#### [TASK BRIEF]
Output the opening lines of the records exactly. End with the line that contains "than three points".

"""

//! Error types for export validation and batch reporting.

use thiserror::Error;

/// Stable error codes shared by validation and batch reports.
#[derive(Debug, Clone, Copy, PartialEq, Eq, Hash)]
pub enum ErrorCode {
    // Input validation errors (E001-E009)
    /// E001: Object has the wrong type for the operation
    WrongObjectType,
    /// E002: Target mesh is not a single-quad plane
    NotAPlane,
    /// E003: Object has no node-based material
    MissingMaterialNodes,
    /// E004: Material has no image texture node
    MissingImageNode,
    /// E005: Image is packed into the scene and has no file path
    PackedImage,
    /// E006: Image file does not exist or cannot be read
    ImageNotFound,
    /// E007: Object referenced by name does not exist
    UnknownObject,
    /// E008: Nothing selected
    EmptySelection,

    // Degenerate geometry errors (E010-E013)
    /// E010: Traced contour is empty
    EmptyContour,
    /// E011: Simplified polygon has fewer than three points
    DegeneratePolygon,
    /// E012: Cutter face could not be constructed
    FaceConstructionFailed,
    /// E013: Host failed to apply the cut
    CutFailed,

    // Animation errors (E020-E022)
    /// E020: Frame range is empty or inverted
    InvalidFrameRange,
    /// E021: Host failed to bake or evaluate an action
    AnimationHostFailed,
    /// E022: Mesh has no UV layer or texture to sync from
    MissingUvSource,

    // Export document errors (E030-E035)
    /// E030: Duplicate bone name within an armature
    DuplicateBoneName,
    /// E031: Bone parent does not name a bone of the same armature
    UnknownParentBone,
    /// E032: Track frames are not strictly increasing
    NonIncreasingTrack,
    /// E033: Triangle index is out of range
    TriangleIndexOutOfRange,
    /// E034: Per-vertex array length does not match the vertex count
    VertexArrayMismatch,
    /// E035: Unsupported document format or version
    UnsupportedFormat,
}

impl ErrorCode {
    /// Returns the error code string (e.g., "E001").
    pub fn code(&self) -> &'static str {
        match self {
            ErrorCode::WrongObjectType => "E001",
            ErrorCode::NotAPlane => "E002",
            ErrorCode::MissingMaterialNodes => "E003",
            ErrorCode::MissingImageNode => "E004",
            ErrorCode::PackedImage => "E005",
            ErrorCode::ImageNotFound => "E006",
            ErrorCode::UnknownObject => "E007",
            ErrorCode::EmptySelection => "E008",
            ErrorCode::EmptyContour => "E010",
            ErrorCode::DegeneratePolygon => "E011",
            ErrorCode::FaceConstructionFailed => "E012",
            ErrorCode::CutFailed => "E013",
            ErrorCode::InvalidFrameRange => "E020",
            ErrorCode::AnimationHostFailed => "E021",
            ErrorCode::MissingUvSource => "E022",
            ErrorCode::DuplicateBoneName => "E030",
            ErrorCode::UnknownParentBone => "E031",
            ErrorCode::NonIncreasingTrack => "E032",
            ErrorCode::TriangleIndexOutOfRange => "E033",
            ErrorCode::VertexArrayMismatch => "E034",
            ErrorCode::UnsupportedFormat => "E035",
        }
    }

    /// Returns true for degenerate-geometry failures, which skip the object
    /// without touching the target.
    pub fn is_degenerate(&self) -> bool {
        matches!(
            self,
            ErrorCode::EmptyContour
                | ErrorCode::DegeneratePolygon
                | ErrorCode::FaceConstructionFailed
        )
    }
}

impl std::fmt::Display for ErrorCode {
    fn fmt(&self, f: &mut std::fmt::Formatter<'_>) -> std::fmt::Result {
        write!(f, "{}", self.code())
    }
}

/// A validation error with code, message, and optional JSON path.
#[derive(Debug, Clone, PartialEq, Eq)]
pub struct ValidationError {
    /// The error code.
    pub code: ErrorCode,
    /// Human-readable error message.
    pub message: String,
    /// JSON path to the problematic field (e.g., "armatures\[0\].bones\[2\].parent").
    pub path: Option<String>,
}

impl ValidationError {
    /// Creates a new validation error.
    pub fn new(code: ErrorCode, message: impl Into<String>) -> Self {
        Self {
            code,
            message: message.into(),
            path: None,
        }
    }

    /// Creates a new validation error with a JSON path.
    pub fn with_path(code: ErrorCode, message: impl Into<String>, path: impl Into<String>) -> Self {
        Self {
            code,
            message: message.into(),
            path: Some(path.into()),
        }
    }
}

impl std::fmt::Display for ValidationError {
    fn fmt(&self, f: &mut std::fmt::Formatter<'_>) -> std::fmt::Result {
        if let Some(ref path) = self.path {
            write!(f, "{}: {} (at {})", self.code, self.message, path)
        } else {
            write!(f, "{}: {}", self.code, self.message)
        }
    }
}

impl std::error::Error for ValidationError {}

/// Top-level error type for document operations.
#[derive(Debug, Error)]
pub enum SpecError {
    /// Document validation failed with one or more errors.
    #[error("document validation failed with {0} error(s)")]
    ValidationFailed(usize),

    /// JSON parsing or serialization error.
    #[error("JSON error: {0}")]
    Json(#[from] serde_json::Error),

    /// I/O error.
    #[error("I/O error: {0}")]
    Io(#[from] std::io::Error),

    /// Config file could not be loaded.
    #[error("failed to load config from {path}: {message}")]
    Config { path: String, message: String },
}

/// Common trait for backend errors.
///
/// Each backend error type implements this trait so that batch reports can
/// carry a stable code alongside the human-readable message.
///
/// # Example
///
/// ```ignore
/// use bonedot_spec::error::BackendError;
///
/// fn handle_error<E: BackendError>(err: E) {
///     eprintln!("[{}] {}", err.code(), err.message());
/// }
/// ```
pub trait BackendError: std::error::Error {
    /// Get the error code for reporting (e.g. "SILHOUETTE_003").
    fn code(&self) -> &'static str;

    /// Get a human-readable message describing the error.
    fn message(&self) -> String {
        self.to_string()
    }

    /// Get the error category for grouping related errors.
    fn category(&self) -> &'static str;

    /// The shared error code this backend error maps to in reports.
    fn error_code(&self) -> ErrorCode;
}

"""

#### [SOLUTION TO THIS TASK]
//! Error types for export validation and batch reporting.

use thiserror::Error;

/// Stable error codes shared by validation and batch reports.
#[derive(Debug, Clone, Copy, PartialEq, Eq, Hash)]
pub enum ErrorCode {
    // Input validation errors (E001-E009)
    /// E001: Object has the wrong type for the operation
    WrongObjectType,
    /// E002: Target mesh is not a single-quad plane
    NotAPlane,
    /// E003: Object has no node-based material
    MissingMaterialNodes,
    /// E004: Material has no image texture node
    MissingImageNode,
    /// E005: Image is packed into the scene and has no file path
    PackedImage,
    /// E006: Image file does not exist or cannot be read
    ImageNotFound,
    /// E007: Object referenced by name does not exist
    UnknownObject,
    /// E008: Nothing selected
    EmptySelection,

    // Degenerate geometry errors (E010-E013)
    /// E010: Traced contour is empty
    EmptyContour,
    /// E011: Simplified polygon has fewer than three points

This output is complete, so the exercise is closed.